Japan’s government will begin a probe today of a company based in Fujisawa, near Tokyo, that makes monitors for the battery, Takano said without naming the manufacturer.
The NTSB said that it had completed checks on the JAL auxiliary power unit’s monitoring unit at Kanto Aircraft Instrument Co., based in Fujisawa, Japan, and found nothing significant, according to a statement yesterday. Kanto Aircraft is a closely-held company.
The government began inspections of GS Yuasa’s headquarters in Kyoto on Jan. 21 to see if there were any problems with quality control or manufacturing that could have led to the battery problems.
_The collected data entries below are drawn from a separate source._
//! Configuration module for the balancer service
//!
//! Supports YAML configuration files with module-based organization

use serde::{Deserialize, Serialize};

use crate::error::ConfigError;
use crate::metadata::PlacementPath;
use crate::node_manager::NodeManagerConfig;
use crate::planner::PlannerConfig;
use crate::policy::{parse_preferred_zones, PlacementPolicy, DEFAULT_REPLICATION_FACTOR};
use crate::scheduler::RunLoopConfig;

/// Main configuration structure
#[derive(Debug, Clone, Default, Serialize, Deserialize)]
pub struct BalancerConfig {
    /// Cluster configuration
    #[serde(default)]
    pub cluster: ClusterConfig,
    /// Run loop configuration
    #[serde(default)]
    pub balancer: RunLoopConfig,
    /// Planner configuration
    #[serde(default)]
    pub planner: PlannerConfig,
    /// Initial placement policy
    #[serde(default)]
    pub placement: PlacementConfig,
    /// Node manager configuration
    #[serde(default)]
    pub node_manager: NodeManagerConfig,
    /// Server configuration
    #[serde(default)]
    pub server: ServerConfig,
    /// Logging configuration
    #[serde(default)]
    pub log: LogConfig,
}

impl BalancerConfig {
    /// Load configuration from YAML file
    pub fn from_file(path: impl AsRef<std::path::Path>) -> Result<Self, ConfigError> {
        let content =
            std::fs::read_to_string(path).map_err(|e| ConfigError::IoError(e.to_string()))?;
        Self::from_yaml(&content)
    }

    /// Load configuration from YAML string
    pub fn from_yaml(yaml: &str) -> Result<Self, ConfigError> {
        let config: Self =
            serde_yaml::from_str(yaml).map_err(|e| ConfigError::ParseError(e.to_string()))?;
        config.validate()?;
        Ok(config)
    }

    /// Save configuration to YAML file
    pub fn to_file(&self, path: impl AsRef<std::path::Path>) -> Result<(), ConfigError> {
        let yaml =
            serde_yaml::to_string(self).map_err(|e| ConfigError::SerializeError(e.to_string()))?;
        std::fs::write(path, yaml).map_err(|e| ConfigError::IoError(e.to_string()))?;
        Ok(())
    }

    /// Merge with another config (other takes precedence)
    pub fn merge(&mut self, other: BalancerConfig) {
        self.cluster.merge(other.cluster);
        self.balancer.merge(other.balancer);
        self.planner.merge(other.planner);
        self.placement.merge(other.placement);
        self.node_manager.merge(other.node_manager);
        self.server.merge(other.server);
        self.log.merge(other.log);
    }

    /// Reject settings the balancer cannot run with
    pub fn validate(&self) -> Result<(), ConfigError> {
        self.placement.policy()?;
        self.placement.zones()?;
        Ok(())
    }
}

/// Cluster configuration
#[derive(Debug, Clone, Serialize, Deserialize)]
pub struct ClusterConfig {
    /// Cluster name
    #[serde(default = "default_cluster_name")]
    pub name: String,
}

impl Default for ClusterConfig {
    fn default() -> Self {
        Self {
            name: default_cluster_name(),
        }
    }
}

impl ClusterConfig {
    fn merge(&mut self, other: Self) {
        if !other.name.is_empty() {
            self.name = other.name;
        }
    }
}

/// Initial placement policy
#[derive(Debug, Clone, Serialize, Deserialize)]
pub struct PlacementConfig {
    /// Block spec, e.g. `c.r.z0,c.r.z1:2`; empty places replicas anywhere
    #[serde(default)]
    pub blocks: String,
    #[serde(default = "default_replication_factor")]
    pub replication_factor: u32,
    /// Preferred leader zones, in priority order
    #[serde(default)]
    pub preferred_zones: Vec<String>,
    #[serde(default)]
    pub system_tables_use_preferred_zones: bool,
}

impl Default for PlacementConfig {
    fn default() -> Self {
        Self {
            blocks: String::new(),
            replication_factor: default_replication_factor(),
            preferred_zones: Vec::new(),
            system_tables_use_preferred_zones: false,
        }
    }
}

impl PlacementConfig {
    fn merge(&mut self, other: Self) {
        if !other.blocks.is_empty() {
            self.blocks = other.blocks;
        }
        if other.replication_factor > 0 {
            self.replication_factor = other.replication_factor;
        }
        if !other.preferred_zones.is_empty() {
            self.preferred_zones = other.preferred_zones;
        }
        self.system_tables_use_preferred_zones |= other.system_tables_use_preferred_zones;
    }

    /// Parsed placement policy
    pub fn policy(&self) -> Result<PlacementPolicy, ConfigError> {
        PlacementPolicy::parse(&self.blocks, self.replication_factor)
    }

    /// Parsed preferred zones
    pub fn zones(&self) -> Result<Vec<PlacementPath>, ConfigError> {
        parse_preferred_zones(&self.preferred_zones)
    }
}

/// Server configuration
#[derive(Debug, Clone, Serialize, Deserialize)]
pub struct ServerConfig {
    /// HTTP API listen address
    #[serde(default = "default_http_addr")]
    pub http_addr: String,
}

impl Default for ServerConfig {
    fn default() -> Self {
        Self {
            http_addr: default_http_addr(),
        }
    }
}

impl ServerConfig {
    fn merge(&mut self, other: Self) {
        if !other.http_addr.is_empty() {
            self.http_addr = other.http_addr;
        }
    }
}

/// Logging configuration
#[derive(Debug, Clone, Serialize, Deserialize)]
pub struct LogConfig {
    /// Log level (trace, debug, info, warn, error)
    #[serde(default = "default_log_level")]
    pub level: String,
}

impl Default for LogConfig {
    fn default() -> Self {
        Self {
            level: default_log_level(),
        }
    }
}

impl LogConfig {
    fn merge(&mut self, other: Self) {
        if !other.level.is_empty() {
            self.level = other.level;
        }
    }
}

// Default value functions

fn default_cluster_name() -> String {
    "default".to_string()
}

fn default_replication_factor() -> u32 {
    DEFAULT_REPLICATION_FACTOR
}

fn default_http_addr() -> String {
    "0.0.0.0:8080".to_string()
}

fn default_log_level() -> String {
    "info".to_string()
}

#[cfg(test)]
mod tests {
    use super::*;

    #[test]
    fn test_defaults_from_empty_yaml() {
        let config = BalancerConfig::from_yaml("{}").unwrap();
        assert_eq!(config.cluster.name, "default");
        assert_eq!(config.balancer.tick_interval_ms, 1000);
        assert_eq!(config.planner.max_concurrent_moves, 8);
        assert_eq!(config.placement.replication_factor, 3);
        assert!(config.placement.policy().unwrap().is_anywhere());
        assert_eq!(config.log.level, "info");
    }

    #[test]
    fn test_sections_parse() {
        let yaml = r#"
cluster:
  name: prod
balancer:
  tick_interval_ms: 250
planner:
  replica_move_weight: 20
placement:
  blocks: "aws.us.z0,aws.us.z1,aws.us.z2"
  preferred_zones: ["aws.us.z1"]
server:
  http_addr: "127.0.0.1:9000"
"#;
        let config = BalancerConfig::from_yaml(yaml).unwrap();
        assert_eq!(config.cluster.name, "prod");
        assert_eq!(config.balancer.tick_interval_ms, 250);
        assert_eq!(config.balancer.ack_timeout_ms, 30_000);
        assert_eq!(config.planner.replica_move_weight, 20);
        assert_eq!(config.placement.policy().unwrap().blocks.len(), 3);
        assert_eq!(config.placement.zones().unwrap().len(), 1);
        assert_eq!(config.server.http_addr, "127.0.0.1:9000");
    }

    #[test]
    fn test_invalid_placement_rejected() {
        let yaml = r#"
placement:
  blocks: "c.r.z0:2,c.r.z1:2"
  replication_factor: 3
"#;
        assert!(matches!(
            BalancerConfig::from_yaml(yaml),
            Err(ConfigError::BlockSumMismatch { .. })
        ));
        assert!(matches!(
            BalancerConfig::from_yaml("cluster: ["),
            Err(ConfigError::ParseError(_))
        ));
    }

    #[test]
    fn test_merge_prefers_other() {
        let mut base = BalancerConfig::default();
        let mut other = BalancerConfig::default();
        other.cluster.name = "other".to_string();
        other.placement.preferred_zones = vec!["c.r.z0".to_string()];
        other.log.level = String::new();
        base.merge(other);
        assert_eq!(base.cluster.name, "other");
        assert_eq!(base.placement.preferred_zones, vec!["c.r.z0".to_string()]);
        assert_eq!(base.log.level, "info");
    }
}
The company said last week it was fully cooperating with the authorities.
GS Yuasa announced in 2005 that it had won a multiyear, multimillion dollar contract to supply lithium-ion batteries to Thales SA to be used in Boeing’s 787 Dreamliner. The company first demonstrated its technology in a prismatic lithium-ion battery in 1993.
U.S. officials and Boeing are investigating whether defective batteries from the same batch caused failures in two 787 Dreamliners that triggered the plane’s worldwide grounding two weeks ago, according to two people familiar with the incidents.
Electrolyte was found to have leaked from the battery box of the ANA plane that had an emergency landing on Jan. 16, according to Japan’s transport ministry. The interiors of the battery box were found to be damaged.
The 787 is Boeing’s most technologically advanced plane, featuring a body made of composite materials instead of the traditional aluminum. It conserves fuel by using five times more electricity to power its systems than other planes, and is Boeing’s first model to rely on lithium-ion batteries.
All four plants where GS Yuasa builds lithium-ion batteries are in Japan. The batteries supplied to the Dreamliners are made at a factory in its Kyoto headquarters. The batteries are part of an electrical power conversion system built by France’s Thales SA. United Technologies Corp.’s Aerospace Systems unit supplies the overall system, which uses 1.45 megawatts of electricity, enough to power 400 homes.
Boeing chose lithium-ion batteries for the 787 because they hold more energy and can be quickly recharged. Boeing got regulators’ permission to use lithium batteries in the jetliner in 2007, three years after U.S. passenger planes were barred from carrying non-rechargeable types as cargo because of their flammability.